Eppure aveva cominciato bene, a Torino dove si era laureata in Letteratura Americana (Melville) e poi in Filosofia (Abbagnano), e dove aveva frequentato amici come Primo Levi e amici-maestri come Pavese, che la spinse a tradurre sia l’Antologia di Spoon River (uno di quei libri che si possono rileggere mille volte e alla fine non ci si decide mai a concludere se è un capolavoro degno dell’Odissea o la versione jankee del libro Cuore) sia Addio alle armi di Hemingway: che lei ebbe modo di conoscere personalmente al ristorante, in una scena che poi ha riraccontato per tutta la vita. Ebbe il modo, e l’onore, di scoprire per l’Italia prima i poeti della Beat Generation, poi gli scrittori che lei stessa definì ‘minimalisti’, e a cui eresse praticamente un monumento ahimè fragile quanto i loro raccontini – Carver a parte, si capisce. Piena di vita, di sicuro non si accorse che On the road del suddetto Kerouac era un libro illeggibile, noioso, lungo, ripetitivo, e in fin dei conti una pietra tombale della generazione dell’autostop coast-to-coast (insomma gli hitch-hikers). Era l’occhio europeo, o almeno italiano, su un’America che esisteva ma che piaceva soprattutto ai pensatori nostrali, quella delle generazioni perdute, degli Allen Ginsberg, dei Ferlinghetti, dei Gregory Corso: oggi invecchiati così rapidamente da essere, davvero, chiusi a doppia mandata nel vecchio secolo.
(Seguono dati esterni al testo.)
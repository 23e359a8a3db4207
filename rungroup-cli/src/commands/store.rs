use std::path::Path;

use owo_colors::OwoColorize;
use owo_colors::Stream::Stdout;
use serde::Serialize;

use rungroup_catalog::{State, UsState};

use crate::{CliError, Context, log_blank};

use super::print_json;

/// Create (or migrate) the database and load the US state list.
pub(crate) fn run_init(ctx: &Context) -> Result<(), CliError> {
    if let Some(parent) = ctx.db_path.parent()
        && !parent.as_os_str().is_empty()
    {
        std::fs::create_dir_all(parent)?;
    }
    let conn = ctx.open_db()?;

    for state in UsState::all() {
        rungroup_db::upsert_state(
            &conn,
            &State {
                id: 0,
                state_name: state.name().to_string(),
                state_code: state.code().to_string(),
            },
        )?;
    }

    log::info!(
        "{} {} ({} states)",
        "Initialized".if_supports_color(Stdout, |t| t.green()),
        ctx.db_path.display(),
        UsState::all().len(),
    );
    Ok(())
}

pub(crate) fn run_seed(ctx: &Context, dir: &Path) -> Result<(), CliError> {
    let seed = rungroup_catalog::load_seed(dir).map_err(|e| CliError::seed(e.to_string()))?;
    if seed.is_empty() {
        log::warn!("No seed data found in {}", dir.display());
        return Ok(());
    }

    if let Some(parent) = ctx.db_path.parent()
        && !parent.as_os_str().is_empty()
    {
        std::fs::create_dir_all(parent)?;
    }
    let conn = ctx.open_db()?;
    let stats = rungroup_db::seed_from_catalog(&conn, &seed)?;

    log::info!(
        "{} {}",
        "Seeded".if_supports_color(Stdout, |t| t.green()),
        ctx.db_path.display(),
    );
    log::info!("  States:  {:>6}", stats.states);
    log::info!("  Cities:  {:>6}", stats.cities);
    log::info!("  Users:   {:>6}", stats.users);
    log::info!("  Clubs:   {:>6}", stats.clubs);
    log::info!("  Races:   {:>6}", stats.races);
    Ok(())
}

#[derive(Serialize)]
struct StatsReport {
    database: String,
    states: i64,
    cities: i64,
    users: i64,
    clubs: i64,
    races: i64,
}

pub(crate) fn run_stats(ctx: &Context) -> Result<(), CliError> {
    if !ctx.db_path.exists() {
        log::warn!("No catalog database found at {}", ctx.db_path.display());
        log::info!("Run 'rungroup init' to create one.");
        return Ok(());
    }

    let conn = ctx.open_db()?;
    let stats = rungroup_db::catalog_stats(&conn)?;

    if ctx.json {
        return print_json(&StatsReport {
            database: ctx.db_path.display().to_string(),
            states: stats.states,
            cities: stats.cities,
            users: stats.users,
            clubs: stats.clubs,
            races: stats.races,
        });
    }

    log::info!(
        "{}",
        "Catalog Database Statistics".if_supports_color(Stdout, |t| t.bold()),
    );
    log::info!(
        "  Database: {} {}",
        ctx.db_path.display(),
        format!("({})", ctx.db_source).if_supports_color(Stdout, |t| t.dimmed()),
    );
    log_blank();
    log::info!("  States:   {:>8}", stats.states);
    log::info!("  Cities:   {:>8}", stats.cities);
    log::info!("  Users:    {:>8}", stats.users);
    log::info!("  Clubs:    {:>8}", stats.clubs);
    log::info!("  Races:    {:>8}", stats.races);
    Ok(())
}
Come tutte le persone che si esponevano in proprio, prestava il fianco a imbarazzi. Non era amata dalla critica accademica, ci pare, e questo ce la rendeva simpatica. Come traduttrice non siamo in grado di valutarla, anche se abbiamo passato ore sulle sue pagine – qualche volta, confessiamo, con qualche dubbio. Aveva vinto troppi premi, probabilmente una debolezza; e si era impegnata in esperienze un po’ facili, come le canzoni e il rap di Jovanotti.

Le rendiamo omaggio: al di là dei meriti, morire a Milano il caldissimo 18 agosto ed essere ricordata da tutti, nell’Italia di oggi, per un intellettuale è quasi un miracolo.